The vast majority of information learned was subsequently developed and introduced into the Department of Anatomical at the Royal Hobart Hospital. Immunohistochemistry was established as a major diagnostic tool for tumour diagnosis at the Royal Hobart Hospital and was arguably the first Public Hospital in Australia to introduce this service. The Dept of Anatomical Pathology established a statewide service in this area for both the public and private sectors.

Acrylic resin embedding methods were developed for kidney biopsy diagnostic work and this became a statewide service as well for both the public and private sectors.

Epoxy resin embedding methods were developed and introduced for metabolic bone disease assessment and this became a statewide service for both the public and private sectors.

I set up and ran immunohistochemistry courses and workshops for scientific staff working in histopathology laboratories in Tasmania which eventually enabled them to carry out immunohistochemical investigations in their own laboratories.

I spent years advising and training University of Tasmania post graduate students in the use of immunohistochemistry for their research projects.

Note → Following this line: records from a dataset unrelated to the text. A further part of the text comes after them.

use alloc::string::String;
use core::fmt;

use crate::{CoreError, CoreResult};

pub const LEXICON_KEY_SEPARATOR: &str = ":";
pub const PLURAL_SEPARATOR: &str = "{PLURAL_SEPARATOR}";
pub const MSG_KEY_SEPARATOR: &str = "{MSG_KEY_SEPARATOR}";

/// Composite lexicon key in `language:category:domain` form.
///
/// Both the loader side and the lookup side build keys through this type,
/// so the two can never disagree on the joined format.
#[derive(Clone, Debug, PartialEq, Eq, Hash, PartialOrd, Ord)]
pub struct LexiconKey(String);

impl LexiconKey {
    pub fn new(language: &str, category: &str, domain: &str) -> CoreResult<Self> {
        if language.is_empty() {
            return Err(CoreError::InvalidInput("language is empty"));
        }
        let mut value = String::with_capacity(language.len() + category.len() + domain.len() + 2);
        value.push_str(language);
        value.push_str(LEXICON_KEY_SEPARATOR);
        value.push_str(category);
        value.push_str(LEXICON_KEY_SEPARATOR);
        value.push_str(domain);
        Ok(Self(value))
    }

    /// Accepts an already-joined `language:category:domain` string.
    pub fn from_joined(value: &str) -> CoreResult<Self> {
        let mut parts = value.split(LEXICON_KEY_SEPARATOR);
        let language = parts
            .next()
            .ok_or(CoreError::InvalidInput("lexicon key is empty"))?;
        let category = parts
            .next()
            .ok_or(CoreError::InvalidInput("lexicon key is missing category"))?;
        let domain = parts
            .next()
            .ok_or(CoreError::InvalidInput("lexicon key is missing domain"))?;
        if parts.next().is_some() {
            return Err(CoreError::InvalidInput("lexicon key has too many segments"));
        }
        Self::new(language, category, domain)
    }

    pub fn as_str(&self) -> &str {
        self.0.as_str()
    }
}

impl fmt::Display for LexiconKey {
    fn fmt(&self, f: &mut fmt::Formatter<'_>) -> fmt::Result {
        f.write_str(self.as_str())
    }
}

/// Composite message key derived from `(msgctxt, msgid, msgid_plural)`.
///
/// A segment participates in the key only when it is a non-empty string;
/// the reserved separators must not occur inside segment values.
#[derive(Clone, Debug, PartialEq, Eq, Hash, PartialOrd, Ord)]
pub struct MessageKey(String);

impl MessageKey {
    pub fn build(msgctxt: Option<&str>, msgid: &str, msgid_plural: Option<&str>) -> Self {
        let msgctxt = non_empty(msgctxt);
        let msgid_plural = non_empty(msgid_plural);

        let mut value = String::with_capacity(
            msgctxt.map_or(0, |c| c.len() + MSG_KEY_SEPARATOR.len())
                + msgid.len()
                + msgid_plural.map_or(0, |p| p.len() + PLURAL_SEPARATOR.len()),
        );
        if let Some(msgctxt) = msgctxt {
            value.push_str(msgctxt);
            value.push_str(MSG_KEY_SEPARATOR);
        }
        value.push_str(msgid);
        if let Some(msgid_plural) = msgid_plural {
            value.push_str(PLURAL_SEPARATOR);
            value.push_str(msgid_plural);
        }
        Self(value)
    }

    /// Accepts a key already joined by a lexicon producer.
    pub fn from_joined(value: impl Into<String>) -> Self {
        Self(value.into())
    }

    pub fn as_str(&self) -> &str {
        self.0.as_str()
    }
}

impl fmt::Display for MessageKey {
    fn fmt(&self, f: &mut fmt::Formatter<'_>) -> fmt::Result {
        f.write_str(self.as_str())
    }
}

fn non_empty(value: Option<&str>) -> Option<&str> {
    value.filter(|value| !value.is_empty())
}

I spent many years as a guest speaker on immunohistochemistry at scientific meetings across Australia and lectured immunohistochemistry to undergraduates at the University of Tasmania.

I wrote a text book on immunohistochenistry and two chapters in another text book as well as a number of scientific papers in peer reviewed international journals.

Without the wonderful privilege of being awarded this Churchill Fellowship most of the above achievements wouldn’t have happened.